Summer League Buzz: Owners the ones to watch in CBA negotiations

Commissioner Adam Silver may have a bit of a dilemma on his hands. (USATSI)
Commissioner Adam Silver may have a bit of a dilemma on his hands. (USATSI)

LAS VEGAS – On one hand, the NBA business couldn't be better. Basketball is all the buzz nearly a month after the last Finals game was played, and $2.6 billion in player contracts have been handed out during free agency. All that's missing is the confetti.

Commissioner Adam Silver and his suited cabinet members should've left the Board of Governors meeting on Tuesday, sauntered out onto the veranda overlooking a golf course at the Wynn Las Vegas and sparked up a cigar.

But no.

There's a dark side, and it could be the key to whether there will be another lockout in 2017.

Much of the focus since the National Basketball Players Association elected firebrand trial lawyer Michele Roberts as its executive director 12 months ago has focused on whether the players will be opting out of the 2011 collective bargaining agreement. We've been on the wrong scent, everybody.

Even with revenues soaring astronomically – from $3.8 billion in 2010-11 to a projected $5 billion next season – it's time to wake up and start wondering whether it actually will be the owners who do so.

Silver revealed Tuesday after meeting with league owners that the NBA is projecting that it will have to write a nearly $500 million shortfall check to the players after the 2016-17 season. There was a shortfall in the players' guaranteed 50 percent of revenue for this past season, and there could be another one after '15-'16, as well.

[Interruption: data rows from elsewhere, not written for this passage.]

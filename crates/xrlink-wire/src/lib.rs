//! XRLink Wire Protocol - Binary datagram formats
//!
//! Two formats travel over UDP:
//! - Fragment datagrams (host → device): 8-byte big-endian header + JPEG slice
//! - Pose datagrams (device → host): fixed 1500 bytes framed by `HND0`/`HND1`
//!
//! Neither format carries a checksum beyond UDP's own. Both are best-effort:
//! a datagram that does not parse is dropped, never repaired.

pub mod fragment;
pub mod pose_packet;
pub mod reassembly;

pub use fragment::*;
pub use pose_packet::*;
pub use reassembly::*;
//! Rigid transforms in the robot frame

use nalgebra::{Matrix3, Matrix4, Vector3};

/// Position + rotation of one joint
#[derive(Debug, Clone, Copy, PartialEq)]
pub struct JointTransform {
    pub position: Vector3<f64>,
    pub rotation: Matrix3<f64>,
}

impl JointTransform {
    pub fn new(position: Vector3<f64>, rotation: Matrix3<f64>) -> Self {
        Self { position, rotation }
    }

    pub fn identity() -> Self {
        Self {
            position: Vector3::zeros(),
            rotation: Matrix3::identity(),
        }
    }

    /// 4×4 homogeneous form `[R t; 0 1]`
    pub fn to_homogeneous(&self) -> Matrix4<f64> {
        let mut m = Matrix4::identity();
        m.fixed_view_mut::<3, 3>(0, 0).copy_from(&self.rotation);
        m.fixed_view_mut::<3, 1>(0, 3).copy_from(&self.position);
        m
    }

    pub fn from_homogeneous(m: &Matrix4<f64>) -> Self {
        Self {
            position: m.fixed_view::<3, 1>(0, 3).into_owned(),
            rotation: m.fixed_view::<3, 3>(0, 0).into_owned(),
        }
    }

    /// Rigid inverse `[Rᵀ -Rᵀt; 0 1]`.
    ///
    /// Total even for a degenerate rotation, where a general inverse would not
    /// exist.
    pub fn inverse(&self) -> Self {
        let rt = self.rotation.transpose();
        Self {
            position: -(rt * self.position),
            rotation: rt,
        }
    }

    /// `self · other`
    pub fn compose(&self, other: &JointTransform) -> Self {
        Self {
            position: self.position + self.rotation * other.position,
            rotation: self.rotation * other.rotation,
        }
    }

    /// This transform expressed in `base`'s frame: `inverse(T_base) · T_self`
    pub fn relative_to(&self, base: &JointTransform) -> Self {
        base.inverse().compose(self)
    }

    /// Local x axis (first rotation column)
    pub fn x_axis(&self) -> Vector3<f64> {
        self.rotation.column(0).into_owned()
    }
}

impl Default for JointTransform {
    fn default() -> Self {
        Self::identity()
    }
}

#[cfg(test)]
mod tests {
    use super::*;
    use nalgebra::Rotation3;

    fn approx_eq(a: &Matrix4<f64>, b: &Matrix4<f64>) -> bool {
        (a - b).amax() < 1e-12
    }

    fn sample() -> JointTransform {
        let r = Rotation3::from_euler_angles(0.3, -0.2, 1.1).into_inner();
        JointTransform::new(Vector3::new(0.5, -1.0, 2.0), r)
    }

    #[test]
    fn test_homogeneous_layout() {
        let t = sample();
        let m = t.to_homogeneous();
        assert_eq!(m[(0, 3)], 0.5);
        assert_eq!(m[(2, 3)], 2.0);
        assert_eq!(m[(3, 3)], 1.0);
        assert_eq!(m[(3, 0)], 0.0);
        assert_eq!(JointTransform::from_homogeneous(&m), t);
    }

    #[test]
    fn test_inverse_matches_general_inverse() {
        let t = sample();
        let general = t.to_homogeneous().try_inverse().unwrap();
        assert!(approx_eq(&t.inverse().to_homogeneous(), &general));
    }

    #[test]
    fn test_relative_to_matches_matrix_product() {
        let wrist = sample();
        let joint = JointTransform::new(
            Vector3::new(0.1, 0.2, 0.3),
            Rotation3::from_euler_angles(-0.4, 0.9, 0.0).into_inner(),
        );

        let expected = wrist.to_homogeneous().try_inverse().unwrap() * joint.to_homogeneous();
        assert!(approx_eq(&joint.relative_to(&wrist).to_homogeneous(), &expected));
    }

    #[test]
    fn test_relative_to_self_is_identity() {
        let t = sample();
        assert!(approx_eq(
            &t.relative_to(&t).to_homogeneous(),
            &Matrix4::identity()
        ));
    }

    #[test]
    fn test_inverse_of_degenerate_rotation_is_finite() {
        let t = JointTransform::new(Vector3::new(1.0, 2.0, 3.0), Matrix3::zeros());
        let inv = t.inverse();
        assert!(inv.position.iter().all(|v| v.is_finite()));
    }
}
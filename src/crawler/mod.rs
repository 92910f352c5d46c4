//! Crawler module for walking feeds and recording outcomes
//!
//! This module contains the core crawling logic, including:
//! - Keyword matching against post text
//! - Randomized pacing and macro-breaks
//! - Post extraction and publish-time parsing
//! - The per-target feed walk
//! - Overall run coordination

mod coordinator;
mod extract;
mod matcher;
mod pacing;
mod walker;

pub use coordinator::{run_crawl, Coordinator};
pub use extract::{extract_post, parse_published_at, PostRecord};
pub use matcher::{matches, KeywordQuery};
pub use pacing::PacingController;
pub use walker::{MatchResult, PaginationWalker};

use crate::browser::BrowserError;
use crate::TrackerError;

/// Lifts a driver error into the crawl taxonomy
///
/// Element waits that run out become `NavigationTimeout`; everything else
/// stays a browser error.
pub(crate) fn browser_failure(error: BrowserError) -> TrackerError {
    match error {
        BrowserError::Timeout { selector, timeout } => {
            TrackerError::NavigationTimeout { selector, timeout }
        }
        other => TrackerError::Browser(other),
    }
}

"That's not, of course, the ideal outcome from our standpoint," Silver said. "It's not something we predicted when we went into this collective bargaining agreement."

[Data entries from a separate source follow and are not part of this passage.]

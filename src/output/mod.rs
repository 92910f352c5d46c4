//! Output module for run summaries
//!
//! This module handles:
//! - Recording the outcome of every target handled in a run
//! - Rendering the final summary on the console

mod summary;

pub use summary::{print_summary, Outcome, RunSummary, TargetOutcome};
use crate::{UrlError, UrlResult};

/// Extracts a spreadsheet id from a pasted spreadsheet link or a bare id
///
/// Links look like `https://docs.google.com/spreadsheets/d/<id>/edit#gid=0`;
/// anything else is treated as an id and must only contain letters, digits,
/// `-` and `_`.
///
/// # Examples
///
/// ```
/// use upload_tracker::url::spreadsheet_id_from_input;
///
/// let id = spreadsheet_id_from_input(
///     "https://docs.google.com/spreadsheets/d/1AbC-d_E/edit?gid=0#gid=0",
/// ).unwrap();
/// assert_eq!(id, "1AbC-d_E");
/// ```
pub fn spreadsheet_id_from_input(input: &str) -> UrlResult<String> {
    let trimmed = input.trim();

    let candidate = match trimmed.split_once("/d/") {
        Some((_, rest)) => rest
            .split(|c: char| c == '/' || c == '?' || c == '#')
            .next()
            .unwrap_or_default(),
        None => trimmed,
    };

    if candidate.is_empty()
        || !candidate
            .chars()
            .all(|c| c.is_ascii_alphanumeric() || c == '-' || c == '_')
    {
        return Err(UrlError::Parse(format!(
            "Not a spreadsheet URL or id: '{}'",
            input
        )));
    }

    Ok(candidate.to_string())
}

Or, viewed another way, it's what happens when player salaries are capped and business is great.

Anyway, this past season's shortfall was due to revenues coming in much higher than projected, resulting in the salary cap rising to $70 million from the projection of $67.1 million. A much larger shortfall in '16-'17 will result from the massive influx of new revenue from the league’s $24 billion, nine-year deal, which begins hitting the system that season.

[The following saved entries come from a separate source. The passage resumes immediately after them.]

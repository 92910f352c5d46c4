use chrono::{FixedOffset, Offset, Utc};
use serde::Deserialize;
use std::path::PathBuf;
use std::time::Duration;

/// Main configuration structure for Upload-Tracker
#[derive(Debug, Clone, Deserialize)]
pub struct Config {
    pub queue: QueueConfig,
    pub search: SearchConfig,
    #[serde(default)]
    pub pacing: PacingConfig,
    #[serde(default)]
    pub sync: SyncConfig,
    #[serde(default)]
    pub browser: BrowserConfig,
    #[serde(default, rename = "sheets-api")]
    pub sheets_api: SheetsApiConfig,
}

/// Location and column layout of the work queue
#[derive(Debug, Clone, Deserialize)]
#[serde(rename_all = "kebab-case")]
pub struct QueueConfig {
    /// Spreadsheet id, or a full spreadsheet link
    pub spreadsheet: String,

    /// Sheet (tab) name
    pub sheet: String,

    /// Column span read on every queue load
    #[serde(default = "default_columns")]
    pub columns: String,

    /// Number of header rows to skip
    #[serde(default = "default_header_rows")]
    pub header_rows: u32,

    /// Column holding the profile or blog link
    #[serde(default = "default_url_column")]
    pub url_column: String,

    /// Column receiving the first matching post link
    #[serde(default = "default_result_column")]
    pub result_column: String,

    /// Column receiving the date stamp, no-match marker or error annotation
    #[serde(default = "default_status_column")]
    pub status_column: String,

    /// Column holding a human-readable name for log lines
    #[serde(default = "default_name_column")]
    pub name_column: String,
}

/// What to look for and how far back
#[derive(Debug, Clone, Deserialize)]
#[serde(rename_all = "kebab-case")]
pub struct SearchConfig {
    /// Comma-separated terms; every term must appear in a post
    pub keyword: String,

    /// Recency window in days
    #[serde(default = "default_window_days")]
    pub window_days: u32,

    /// Maximum posts visited per target
    #[serde(default = "default_post_cap")]
    pub post_cap: u32,

    /// Leading posts inspected regardless of age (pinned posts)
    #[serde(default = "default_pinned_posts")]
    pub pinned_posts: u32,
}

/// Randomized delays between navigations and rest breaks between targets
#[derive(Debug, Clone, Deserialize)]
#[serde(rename_all = "kebab-case", default)]
pub struct PacingConfig {
    pub enabled: bool,
    pub delay_mean_ms: u64,
    pub delay_stdev_ms: u64,
    pub delay_min_ms: u64,
    pub delay_max_ms: u64,
    pub break_every_min: u32,
    pub break_every_max: u32,
    pub break_min_secs: u64,
    pub break_max_secs: u64,
    pub countdown_interval_secs: u64,
}

impl Default for PacingConfig {
    fn default() -> Self {
        Self {
            enabled: true,
            delay_mean_ms: 2_500,
            delay_stdev_ms: 2_000,
            delay_min_ms: 500,
            delay_max_ms: 20_000,
            break_every_min: 15,
            break_every_max: 25,
            break_min_secs: 60,
            break_max_secs: 720,
            countdown_interval_secs: 30,
        }
    }
}

/// Write-back retry policy and annotation format
#[derive(Debug, Clone, Deserialize)]
#[serde(rename_all = "kebab-case", default)]
pub struct SyncConfig {
    pub max_attempts: u32,
    pub base_delay_ms: u64,
    pub multiplier: f64,

    /// UTC offset used for date stamps and error annotations
    pub annotation_utc_offset_hours: i32,
}

impl Default for SyncConfig {
    fn default() -> Self {
        Self {
            max_attempts: 3,
            base_delay_ms: 2_000,
            multiplier: 2.0,
            annotation_utc_offset_hours: 9,
        }
    }
}

impl SyncConfig {
    /// Returns the annotation zone, falling back to UTC when out of range
    pub fn annotation_offset(&self) -> FixedOffset {
        FixedOffset::east_opt(self.annotation_utc_offset_hours * 3600).unwrap_or_else(|| Utc.fix())
    }
}

/// Which browser automation backend to use
#[derive(Debug, Clone, Copy, PartialEq, Eq, Default, Deserialize)]
#[serde(rename_all = "lowercase")]
pub enum DriverKind {
    /// A real Chrome instance driven over the DevTools protocol
    #[default]
    Chrome,
    /// Plain HTTP fetches with server-rendered HTML only
    Static,
}

/// Browser session configuration
#[derive(Debug, Clone, Deserialize)]
#[serde(rename_all = "kebab-case", default)]
pub struct BrowserConfig {
    pub driver: DriverKind,
    pub headless: bool,

    /// Chrome profile directory holding the logged-in session
    pub user_data_dir: Option<PathBuf>,

    /// Keep cookies and saved logins when clearing the profile between targets
    pub keep_login: bool,

    /// Wait bound for element queries on a loaded post
    pub element_timeout_secs: u64,

    /// Wait bound for the feed entry point to render
    pub entry_timeout_secs: u64,

    /// Per-platform selector overrides
    pub selectors: SelectorOverrides,
}

impl Default for BrowserConfig {
    fn default() -> Self {
        Self {
            driver: DriverKind::Chrome,
            headless: false,
            user_data_dir: None,
            keep_login: true,
            element_timeout_secs: 10,
            entry_timeout_secs: 30,
            selectors: SelectorOverrides::default(),
        }
    }
}

impl BrowserConfig {
    pub fn element_timeout(&self) -> Duration {
        Duration::from_secs(self.element_timeout_secs)
    }

    pub fn entry_timeout(&self) -> Duration {
        Duration::from_secs(self.entry_timeout_secs)
    }
}

/// Selector overrides keyed by platform
#[derive(Debug, Clone, Default, Deserialize)]
#[serde(rename_all = "kebab-case", default)]
pub struct SelectorOverrides {
    pub instagram: SelectorOverride,
    pub naver_blog: SelectorOverride,
}

/// Replaces individual selectors of a platform's built-in profile
#[derive(Debug, Clone, Default, Deserialize)]
#[serde(rename_all = "kebab-case", default)]
pub struct SelectorOverride {
    pub feed_ready: Option<String>,
    pub entry: Option<String>,
    pub author: Option<Vec<String>>,
    pub text: Option<String>,
    pub published: Option<String>,
    pub published_attr: Option<String>,
    pub next: Option<String>,
}

/// Sheets REST API settings
#[derive(Debug, Clone, Deserialize)]
#[serde(rename_all = "kebab-case", default)]
pub struct SheetsApiConfig {
    pub base_url: String,

    /// Environment variable holding the OAuth access token
    pub access_token_env: String,
}

impl Default for SheetsApiConfig {
    fn default() -> Self {
        Self {
            base_url: "https://sheets.googleapis.com/v4".to_string(),
            access_token_env: "SHEETS_ACCESS_TOKEN".to_string(),
        }
    }
}

fn default_columns() -> String {
    "A:M".to_string()
}

fn default_header_rows() -> u32 {
    1
}

fn default_url_column() -> String {
    "B".to_string()
}

fn default_result_column() -> String {
    "C".to_string()
}

fn default_status_column() -> String {
    "M".to_string()
}

fn default_name_column() -> String {
    "A".to_string()
}

fn default_window_days() -> u32 {
    63
}

fn default_post_cap() -> u32 {
    120
}

fn default_pinned_posts() -> u32 {
    3
}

"It's happened because the revenue we generated was much higher than we had ever modeled," Silver said. "But we're also learning that when you have all that money coming into the system, team behavior isn't necessarily predictable either."

The upshot is that, in the last three years before either side can opt out of the CBA, players' negotiated contracts will come in lower than their guaranteed share of 50-51 percent – significantly lower in ’16-’17. And, as one league source told me hypothetically, there are going to be a lot of owners who will look at those numbers and say, "If they're only worth 46 percent, why the hell are we paying them 50?"

Buckle in; it gets worse.

Silver also said Tuesday that a "significant number" of teams are "continuing to lose money" despite "fairly robust revenue sharing when some teams are receiving $20 million checks from their partners."

Why are teams losing money? Silver cited the cost of competing with high payrolls and harsh luxury taxes (money the owners willingly spent and taxes they themselves imposed) as well as arena costs, new practice facilities and other infrastructure costs that have "gone up."

Here we go again. After a massive reduction in the players' share of revenues (from 57 percent to 50) in the last CBA … after revamped revenue sharing to balance out large and small markets … after ever-more punitive luxury tax rates to level the competitive playing field … the owners are going to cry poor again.

And just wait. LeBron James hasn't even signed the five-year, $200-plus million contract that is awaiting him in 2017 – that is, if the league isn't shut down by then.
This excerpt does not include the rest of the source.